La première fois que j’ai entendu parler des grands-pères dans le sirop, qui sont si populaires au printemps, un arrière-goût de cannibalisme langagier québécois a envahi mon esprit.

Je me suis mis à imaginer comment la victime ne voyait pas un piège fatal se refermer sur elle quand on l’a invitée pour souper ! C’est écœurant, de piéger ainsi un grand-père.

— Allo, grand-papa, c’est François ?

— Ouf ! Content que ce soit toi, François. J’ai cru que c’était un autre appel de sollicitation de ce prince du Nigéria, il n’arrête pas de me demander de l’aider à rapatrier sa fortune au Canada.

— Moi aussi, je veux te solliciter, grand-papa. As-tu quelque chose de prévu samedi soir ?

— À part regarder En direct de mars avec France Beaudoin, je n’ai rien de prévu.

— Ça te tente-tu de venir souper avec nous autres à la cabane à sucre ?

— Bien sûr ! Qu’est-ce que j’amène ?

— Amène rien. Amène-toi, c’est tout. Tout baigne dans l’huile, grand-père !

— Et on mange quoi, François ?

— Des croque-monsieur ! C’est presque pas une blague !

— Dans ce cas, je vais apporter un bouquet de fleurs à Madame.

— Non, grand-papa ! Si tu veux vraiment nous faire plaisir, apporte plutôt un bouquet garni.

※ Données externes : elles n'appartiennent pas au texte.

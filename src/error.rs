use std::fmt;

/// A single failed validation, tied to the field that caused it.
#[derive(Debug, Clone, PartialEq, Eq)]
pub struct FieldError {
    pub field: &'static str,
    pub message: &'static str,
}

impl fmt::Display for FieldError {
    fn fmt(&self, f: &mut fmt::Formatter<'_>) -> fmt::Result {
        write!(f, "{}: {}", self.field, self.message)
    }
}

#[derive(Debug, thiserror::Error)]
pub enum AppError {
    #[error("Not found")]
    NotFound,

    #[error("Not authorized")]
    Unauthorized,

    #[error("Validation failed")]
    Validation(Vec<FieldError>),

    #[error("Backend error: {0}")]
    Backend(String),

    #[error("Request error: {0}")]
    Http(#[from] reqwest::Error),

    #[error("Realtime channel error: {0}")]
    Realtime(String),

    #[error("Store error: {0}")]
    Store(#[from] rusqlite::Error),

    #[error("Pool error: {0}")]
    Pool(#[from] r2d2::Error),

    #[error("JSON error: {0}")]
    Json(#[from] serde_json::Error),

    #[error("Internal error: {0}")]
    Internal(String),
}

impl AppError {
    /// Message suitable for showing next to the control that triggered
    /// the failing operation. Validation errors list every field.
    pub fn user_message(&self) -> String {
        match self {
            AppError::Validation(errors) => errors
                .iter()
                .map(|e| e.to_string())
                .collect::<Vec<_>>()
                .join("; "),
            AppError::Unauthorized => "You can only change your own listings".to_string(),
            AppError::NotFound => "That listing no longer exists".to_string(),
            other => other.to_string(),
        }
    }
}

pub type AppResult<T> = Result<T, AppError>;
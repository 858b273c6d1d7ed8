//! Subscription lifecycle: subscribe on entering a scope, tear down on
//! leaving it or when the scope key changes. The key is explicit so the
//! lifecycle is testable without any view layer.

use std::future::Future;

use crate::backend::Subscription;
use crate::error::AppResult;

pub struct ScopedSubscription<K: PartialEq> {
    current: Option<(K, Subscription)>,
}

impl<K: PartialEq> Default for ScopedSubscription<K> {
    fn default() -> Self {
        Self { current: None }
    }
}

impl<K: PartialEq> ScopedSubscription<K> {
    pub fn new() -> Self {
        Self::default()
    }

    pub fn scope(&self) -> Option<&K> {
        self.current.as_ref().map(|(key, _)| key)
    }

    /// Enter a scope. Re-entering the current scope keeps the live
    /// subscription (no duplicate callbacks); a different key tears the
    /// old subscription down before the new subscribe runs.
    pub async fn enter<F, Fut>(&mut self, key: K, subscribe: F) -> AppResult<&mut Subscription>
    where
        F: FnOnce() -> Fut,
        Fut: Future<Output = AppResult<Subscription>>,
    {
        let same_scope = matches!(&self.current, Some((current, _)) if *current == key);
        if !same_scope {
            // Drop (and thereby unsubscribe) before opening the next
            // one so no stale-scoped event can interleave.
            self.current = None;
            let subscription = subscribe().await?;
            self.current = Some((key, subscription));
        }
        Ok(&mut self.current.as_mut().unwrap().1)
    }

    pub fn exit(&mut self) {
        self.current = None;
    }

    pub fn subscription_mut(&mut self) -> Option<&mut Subscription> {
        self.current.as_mut().map(|(_, sub)| sub)
    }
}

#[cfg(test)]
mod tests {
    use super::*;
    use crate::backend::memory::MemoryBackend;
    use crate::backend::{tables, Backend, Cond};
    use serde_json::json;
    use std::sync::atomic::{AtomicUsize, Ordering};

    async fn subscribe_to(
        backend: &MemoryBackend,
        conversation: &str,
    ) -> AppResult<Subscription> {
        backend
            .subscribe(
                tables::MESSAGES,
                vec![Cond::eq("conversation_id", conversation)],
            )
            .await
    }

    #[tokio::test]
    async fn scope_change_tears_down_the_previous_subscription() {
        let backend = MemoryBackend::new();
        let mut scoped = ScopedSubscription::new();

        scoped
            .enter("c1".to_string(), || subscribe_to(&backend, "c1"))
            .await
            .unwrap();
        scoped
            .enter("c2".to_string(), || subscribe_to(&backend, "c2"))
            .await
            .unwrap();

        backend
            .insert(
                tables::MESSAGES,
                vec![
                    json!({"conversation_id": "c1", "content": "stale scope"}),
                    json!({"conversation_id": "c2", "content": "current scope"}),
                ],
            )
            .await
            .unwrap();

        let sub = scoped.subscription_mut().unwrap();
        let event = sub.next_event().await.unwrap();
        assert_eq!(event.row["content"], "current scope");
        assert!(sub.try_next_event().is_none());
    }

    #[tokio::test]
    async fn re_entering_the_same_scope_does_not_resubscribe() {
        let backend = MemoryBackend::new();
        let mut scoped = ScopedSubscription::new();
        let subscribes = AtomicUsize::new(0);

        for _ in 0..3 {
            scoped
                .enter("c1".to_string(), || {
                    subscribes.fetch_add(1, Ordering::SeqCst);
                    subscribe_to(&backend, "c1")
                })
                .await
                .unwrap();
        }
        assert_eq!(subscribes.load(Ordering::SeqCst), 1);
        assert_eq!(scoped.scope(), Some(&"c1".to_string()));

        backend
            .insert(
                tables::MESSAGES,
                vec![json!({"conversation_id": "c1", "content": "once"})],
            )
            .await
            .unwrap();
        let event = scoped
            .subscription_mut()
            .unwrap()
            .next_event()
            .await
            .unwrap();
        assert_eq!(event.row["content"], "once");
        assert!(scoped.subscription_mut().unwrap().try_next_event().is_none());
    }

    #[tokio::test]
    async fn exit_unsubscribes() {
        let backend = MemoryBackend::new();
        let mut scoped = ScopedSubscription::new();
        scoped
            .enter("c1".to_string(), || subscribe_to(&backend, "c1"))
            .await
            .unwrap();
        scoped.exit();
        assert!(scoped.scope().is_none());
        assert!(scoped.subscription_mut().is_none());
    }
}
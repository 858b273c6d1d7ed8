//! Wire-shape normalization. The hosted Conversations table has two
//! observed column layouts: the legacy paired user-id columns and the
//! newer participant id/name columns. Each raw row is mapped to the
//! single normalized [`Conversation`] here, once, so nothing downstream
//! ever inspects column presence again.

use chrono::{DateTime, Utc};
use serde::Deserialize;
use serde_json::Value;

use crate::domain::{Conversation, Message, Participant};
use crate::error::{AppError, AppResult};

#[derive(Debug, Deserialize)]
struct RawConversation {
    id: String,

    // Legacy layout
    #[serde(default)]
    user1_id: Option<String>,
    #[serde(default)]
    user2_id: Option<String>,
    #[serde(default)]
    user1_name: Option<String>,
    #[serde(default)]
    user2_name: Option<String>,

    // Newer layout; participant ids are auth ids or anonymous tokens
    #[serde(default)]
    participant1_id: Option<String>,
    #[serde(default)]
    participant1_name: Option<String>,
    #[serde(default)]
    participant2_id: Option<String>,
    #[serde(default)]
    participant2_name: Option<String>,

    #[serde(default)]
    post_id: Option<String>,
    #[serde(default)]
    post_title: Option<String>,
    #[serde(default)]
    last_message_at: Option<DateTime<Utc>>,
}

pub fn conversation(row: &Value) -> AppResult<Conversation> {
    let raw: RawConversation = serde_json::from_value(row.clone())?;

    // The newer layout is detected by its marker column; otherwise the
    // row must carry the legacy pair.
    let participants = if raw.participant1_id.is_some() {
        let p1 = raw
            .participant1_id
            .ok_or_else(|| shape_error(&raw.id))?;
        let p2 = raw
            .participant2_id
            .ok_or_else(|| shape_error(&raw.id))?;
        [
            Participant {
                id: p1,
                display_name: raw.participant1_name,
            },
            Participant {
                id: p2,
                display_name: raw.participant2_name,
            },
        ]
    } else {
        let p1 = raw.user1_id.ok_or_else(|| shape_error(&raw.id))?;
        let p2 = raw.user2_id.ok_or_else(|| shape_error(&raw.id))?;
        [
            Participant {
                id: p1,
                display_name: raw.user1_name,
            },
            Participant {
                id: p2,
                display_name: raw.user2_name,
            },
        ]
    };

    Ok(Conversation {
        id: raw.id,
        participants,
        post_id: raw.post_id,
        post_title: raw.post_title,
        last_message_at: raw.last_message_at,
    })
}

fn shape_error(id: &str) -> AppError {
    AppError::Backend(format!(
        "conversation {} matches no known column layout",
        id
    ))
}

#[derive(Debug, Deserialize)]
struct RawMessage {
    id: String,
    conversation_id: String,
    sender_id: String,
    content: String,
    #[serde(default)]
    read: Option<bool>,
    #[serde(default)]
    read_by_recipient: Option<bool>,
    created_at: DateTime<Utc>,
}

pub fn message(row: &Value) -> AppResult<Message> {
    let raw: RawMessage = serde_json::from_value(row.clone())?;
    Ok(Message {
        id: raw.id,
        conversation_id: raw.conversation_id,
        sender_id: raw.sender_id,
        content: raw.content,
        read: raw.read.or(raw.read_by_recipient).unwrap_or(false),
        created_at: raw.created_at,
    })
}
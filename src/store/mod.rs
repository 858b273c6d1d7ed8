pub mod memory;
pub mod sqlite;

use std::path::Path;
use std::sync::Arc;

use chrono::{DateTime, Utc};
use serde::de::DeserializeOwned;
use serde::{Deserialize, Serialize};

use crate::error::AppResult;

pub use memory::MemoryStore;
pub use sqlite::SqliteStore;

/// Raw device-local persistence: string keys to JSON string values.
/// Implementations are injected so tests and degraded modes can swap
/// the mechanism without touching callers.
pub trait StorePort: Send + Sync {
    fn get_raw(&self, key: &str) -> AppResult<Option<String>>;
    fn set_raw(&self, key: &str, value: &str) -> AppResult<()>;
    fn remove(&self, key: &str) -> AppResult<()>;
    fn clear(&self) -> AppResult<()>;
}

pub mod keys {
    pub const ANONYMOUS_ID: &str = "anonymous_id";
    pub const ANONYMOUS_PROFILE: &str = "anonymous_profile";
    pub const OWNED_POSTS: &str = "owned_posts";
    pub const PREFERENCES: &str = "preferences";
    pub const DRAFT_POST: &str = "draft_post";
    pub const EDIT_INTENT: &str = "edit_intent";
    pub const ANON_CONVERSATIONS: &str = "anonymous_conversations";
}

/// Reference to a listing created from this device, kept so my-posts
/// and edit/delete work for anonymous owners without any server-side
/// account.
#[derive(Debug, Clone, PartialEq, Serialize, Deserialize)]
pub struct OwnedPostRef {
    pub id: String,
    pub title: String,
    pub owner_key: String,
    pub created_at: DateTime<Utc>,
}

/// Cached intent to edit one listing, written when the owner opens the
/// editor and checked again before the update is sent.
#[derive(Debug, Clone, PartialEq, Serialize, Deserialize)]
pub struct EditIntent {
    pub post_id: String,
    pub owner_key: String,
}

#[derive(Debug, Clone, PartialEq, Serialize, Deserialize)]
#[serde(default)]
pub struct Preferences {
    pub theme: String,
    pub notifications: bool,
    pub default_category: String,
    pub default_location: String,
}

impl Default for Preferences {
    fn default() -> Self {
        Self {
            theme: "light".to_string(),
            notifications: true,
            default_category: String::new(),
            default_location: String::new(),
        }
    }
}

/// Typed facade over a [`StorePort`]. Cloneable; all clones share the
/// underlying store.
#[derive(Clone)]
pub struct LocalStore {
    inner: Arc<dyn StorePort>,
}

impl LocalStore {
    pub fn new(inner: Arc<dyn StorePort>) -> Self {
        Self { inner }
    }

    /// Open the on-disk store, falling back to an in-memory store when
    /// the database cannot be opened. The fallback loses state on exit
    /// (degraded mode), so it is warned about, not treated as an error.
    pub fn open(db_path: &Path) -> Self {
        match SqliteStore::open(db_path) {
            Ok(store) => Self::new(Arc::new(store)),
            Err(e) => {
                tracing::warn!(
                    "Local store unavailable at {} ({}); state will not persist",
                    db_path.display(),
                    e
                );
                Self::new(Arc::new(MemoryStore::new()))
            }
        }
    }

    pub fn in_memory() -> Self {
        Self::new(Arc::new(MemoryStore::new()))
    }

    pub fn get<T: DeserializeOwned>(&self, key: &str) -> AppResult<Option<T>> {
        match self.inner.get_raw(key)? {
            Some(raw) => Ok(Some(serde_json::from_str(&raw)?)),
            None => Ok(None),
        }
    }

    pub fn set<T: Serialize>(&self, key: &str, value: &T) -> AppResult<()> {
        self.inner.set_raw(key, &serde_json::to_string(value)?)
    }

    pub fn remove(&self, key: &str) -> AppResult<()> {
        self.inner.remove(key)
    }

    // Anonymous identity

    pub fn anonymous_id(&self) -> AppResult<Option<String>> {
        self.get(keys::ANONYMOUS_ID)
    }

    pub fn set_anonymous_id(&self, id: &str) -> AppResult<()> {
        self.set(keys::ANONYMOUS_ID, &id)
    }

    // Owned posts

    pub fn owned_posts(&self) -> AppResult<Vec<OwnedPostRef>> {
        Ok(self.get(keys::OWNED_POSTS)?.unwrap_or_default())
    }

    pub fn add_owned_post(&self, post: OwnedPostRef) -> AppResult<Vec<OwnedPostRef>> {
        let mut posts = self.owned_posts()?;
        posts.push(post);
        self.set(keys::OWNED_POSTS, &posts)?;
        Ok(posts)
    }

    pub fn update_owned_post(&self, id: &str, title: &str) -> AppResult<Vec<OwnedPostRef>> {
        let mut posts = self.owned_posts()?;
        if let Some(entry) = posts.iter_mut().find(|p| p.id == id) {
            entry.title = title.to_string();
            self.set(keys::OWNED_POSTS, &posts)?;
        }
        Ok(posts)
    }

    pub fn remove_owned_post(&self, id: &str) -> AppResult<Vec<OwnedPostRef>> {
        let mut posts = self.owned_posts()?;
        posts.retain(|p| p.id != id);
        self.set(keys::OWNED_POSTS, &posts)?;
        Ok(posts)
    }

    // Preferences

    pub fn preferences(&self) -> AppResult<Preferences> {
        Ok(self.get(keys::PREFERENCES)?.unwrap_or_default())
    }

    pub fn set_preferences(&self, prefs: &Preferences) -> AppResult<()> {
        self.set(keys::PREFERENCES, prefs)
    }

    // Conversations started while anonymous

    pub fn anonymous_conversations(&self) -> AppResult<Vec<String>> {
        Ok(self.get(keys::ANON_CONVERSATIONS)?.unwrap_or_default())
    }

    pub fn track_conversation(&self, id: &str) -> AppResult<()> {
        let mut ids = self.anonymous_conversations()?;
        if !ids.iter().any(|existing| existing == id) {
            ids.push(id.to_string());
            self.set(keys::ANON_CONVERSATIONS, &ids)?;
        }
        Ok(())
    }

    // Edit intent

    pub fn edit_intent(&self) -> AppResult<Option<EditIntent>> {
        self.get(keys::EDIT_INTENT)
    }

    pub fn set_edit_intent(&self, intent: &EditIntent) -> AppResult<()> {
        self.set(keys::EDIT_INTENT, intent)
    }

    pub fn clear_edit_intent(&self) -> AppResult<()> {
        self.remove(keys::EDIT_INTENT)
    }
}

Si vous aimez vraiment vos grands-pères, j’ai un conseil pour vous : arrêtez de les tremper dans le sirop d’érable. Ils ont d’autres richesses à nous faire partager. Au Québec, si on prenait le temps d’écouter nos grands-parents, ils nous apprendraient peut-être qu’à force d’entailler et de nous sucrer le bec, si on ne fait pas attention, dans quelques années, notre culture francophone va manquer de sève et peut-être même carburer au sirop de poteau. La balle est dans le camp de Simon Jolin-Barrette avec sa loi 96 censée protéger le barrage linguistique qui fuit de partout.

Mais revenons à nos grands-parents, car il faut reconnaître que ces deux dernières années ont été des moments très durs pour les personnes âgées. La réclusion loin de la famille, l’anxiété provoquée par la menace virale et les mesures sanitaires drastiques, les visites virtuelles, tout ça, espérons-le, sera un lointain souvenir à partir du printemps.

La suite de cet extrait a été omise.